TASK REQUIREMENTS — Only some lines are wanted. Transcribe, exactly, the lines below from the line with "out.push_str(&self.to_toml_string()?);" up to and including the line with "absent or malformed.".

TASK MATERIAL —
= Beginning of Section =

//! Persistent configuration store.
//!
//! Bindings, named profiles, preferred gamepads and frontend options live in a
//! single TOML file:
//!
//! ```toml
//! [options]
//! ignore_window_focus = false
//! camera_driver = "native"
//!
//! [input.KBD.keys]
//! A = 88
//! B = 90
//!
//! [input-profile."Xbox 360 Controller".XI.keys]
//! A = 0
//!
//! [preferred.XI]
//! 0 = "XInput Controller 0"
//! ```
//!
//! Binding sections are kept as raw TOML values and only decoded on load, so a
//! malformed section for one device never prevents the rest of the file from
//! loading; it simply reads as "no saved bindings".

use crate::binding::{BindingsSection, DeviceBindings};
use crate::device::DeviceType;
use crate::error::Result;
use serde::{Deserialize, Serialize};
use std::collections::BTreeMap;
use std::fs;
use std::path::{Path, PathBuf};

/// Which camera stack feeds the image sensor.
#[derive(Clone, Copy, Debug, Default, PartialEq, Eq, Serialize, Deserialize)]
#[serde(rename_all = "lowercase")]
pub enum CameraDriver {
    /// No camera; the image sensor serves the loaded still image.
    None,
    /// The registered [`CameraBackend`](crate::camera::CameraBackend).
    #[default]
    Native,
}

/// Frontend options consulted by the input layer.
#[derive(Clone, Debug, Default, PartialEq, Eq, Serialize, Deserialize)]
pub struct Options {
    /// Deliver gamepad events even when no widget has focus.
    #[serde(default)]
    pub ignore_window_focus: bool,
    /// Camera device id selected by the user.
    #[serde(default, skip_serializing_if = "Option::is_none")]
    pub camera: Option<String>,
    #[serde(default)]
    pub camera_driver: CameraDriver,
}

#[derive(Clone, Debug, Default, Serialize, Deserialize)]
struct ConfigFile {
    #[serde(default)]
    options: Options,
    #[serde(default)]
    input: BTreeMap<String, toml::Value>,
    #[serde(default, rename = "input-profile")]
    profiles: BTreeMap<String, BTreeMap<String, toml::Value>>,
    #[serde(default)]
    preferred: BTreeMap<String, BTreeMap<String, String>>,
    #[serde(default)]
    driver: BTreeMap<String, toml::Table>,
}

/// Key-value persistence for bindings and options.
#[derive(Clone, Debug, Default)]
pub struct ConfigStore {
    path: Option<PathBuf>,
    data: ConfigFile,
}

impl ConfigStore {
    /// A store that never touches disk.
    pub fn in_memory() -> Self {
        Self::default()
    }

    /// Open `path`, starting empty if it does not exist yet.
    pub fn open<P: AsRef<Path>>(path: P) -> Result<Self> {
        let path = path.as_ref().to_path_buf();
        let data = if path.exists() {
            let content = fs::read_to_string(&path)?;
            toml::from_str(&content)?
        } else {
            log::info!("no input configuration at {}, starting empty", path.display());
            ConfigFile::default()
        };
        Ok(Self {
            path: Some(path),
            data,
        })
    }

    pub fn from_toml_str(content: &str) -> Result<Self> {
        Ok(Self {
            path: None,
            data: toml::from_str(content)?,
        })
    }

    pub fn to_toml_string(&self) -> Result<String> {
        Ok(toml::to_string_pretty(&self.data)?)
    }

    pub fn path(&self) -> Option<&Path> {
        self.path.as_deref()
    }

    /// Flush to disk. In-memory stores succeed without doing anything.
    pub fn write(&self) -> Result<()> {
        let Some(path) = &self.path else {
            return Ok(());
        };
        if let Some(parent) = path.parent().filter(|p| !p.as_os_str().is_empty()) {
            fs::create_dir_all(parent)?;
        }
        let mut out = String::from("# padbridge input configuration\n\n");
        out.push_str(&self.to_toml_string()?);
        fs::write(path, out)?;
        Ok(())
    }

    pub fn options(&self) -> &Options {
        &self.data.options
    }

    pub fn options_mut(&mut self) -> &mut Options {
        &mut self.data.options
    }

    /// Saved bindings for `ty`; `None` when absent or malformed.
    pub fn load_bindings(&self, ty: DeviceType) -> Option<DeviceBindings> {
        decode_section(self.data.input.get(&ty.name())?)
    }

    pub fn save_bindings(&mut self, ty: DeviceType, bindings: &DeviceBindings) -> Result<()> {
        let value = toml::Value::try_from(bindings.to_section())?;
        self.data.input.insert(ty.name(), value);
        Ok(())
    }

    pub fn load_profile(&self, ty: DeviceType, profile: &str) -> Option<DeviceBindings> {
        decode_section(self.data.profiles.get(profile)?.get(&ty.name())?)
    }

    pub fn save_profile(
        &mut self,
        ty: DeviceType,
        profile: &str,
        bindings: &DeviceBindings,
    ) -> Result<()> {
        let value = toml::Value::try_from(bindings.to_section())?;
        self.data
            .profiles
            .entry(profile.to_string())
            .or_default()
            .insert(ty.name(), value);
        Ok(())
    }

    pub fn profile_names(&self) -> impl Iterator<Item = &str> {
        self.data.profiles.keys().map(String::as_str)
    }

    pub fn preferred_device(&self, ty: DeviceType, player: usize) -> Option<&str> {
        self.data
            .preferred
            .get(&ty.name())?
            .get(&player.to_string())
            .map(String::as_str)
    }

    pub fn set_preferred_device(&mut self, ty: DeviceType, player: usize, name: &str) {
        self.data
            .preferred
            .entry(ty.name())
            .or_default()
            .insert(player.to_string(), name.to_string());
    }

    /// Opaque per-driver settings table.
    pub fn driver_settings(&self, ty: DeviceType) -> Option<&toml::Table> {
        self.data.driver.get(&ty.name())
    }

    pub fn set_driver_settings(&mut self, ty: DeviceType, settings: toml::Table) {
        self.data.driver.insert(ty.name(), settings);
    }
}

fn decode_section(value: &toml::Value) -> Option<DeviceBindings> {
    let section: BindingsSection = match value.clone().try_into() {
        Ok(s) => s,
        Err(e) => {
            log::warn!("ignoring malformed binding section: {e}");
            return None;
        }
    };
    DeviceBindings::from_section(&section)
}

= End of Section =

FINISHED TASK —
        out.push_str(&self.to_toml_string()?);
        fs::write(path, out)?;
        Ok(())
    }

    pub fn options(&self) -> &Options {
        &self.data.options
    }

    pub fn options_mut(&mut self) -> &mut Options {
        &mut self.data.options
    }

    /// Saved bindings for `ty`; `None` when absent or malformed.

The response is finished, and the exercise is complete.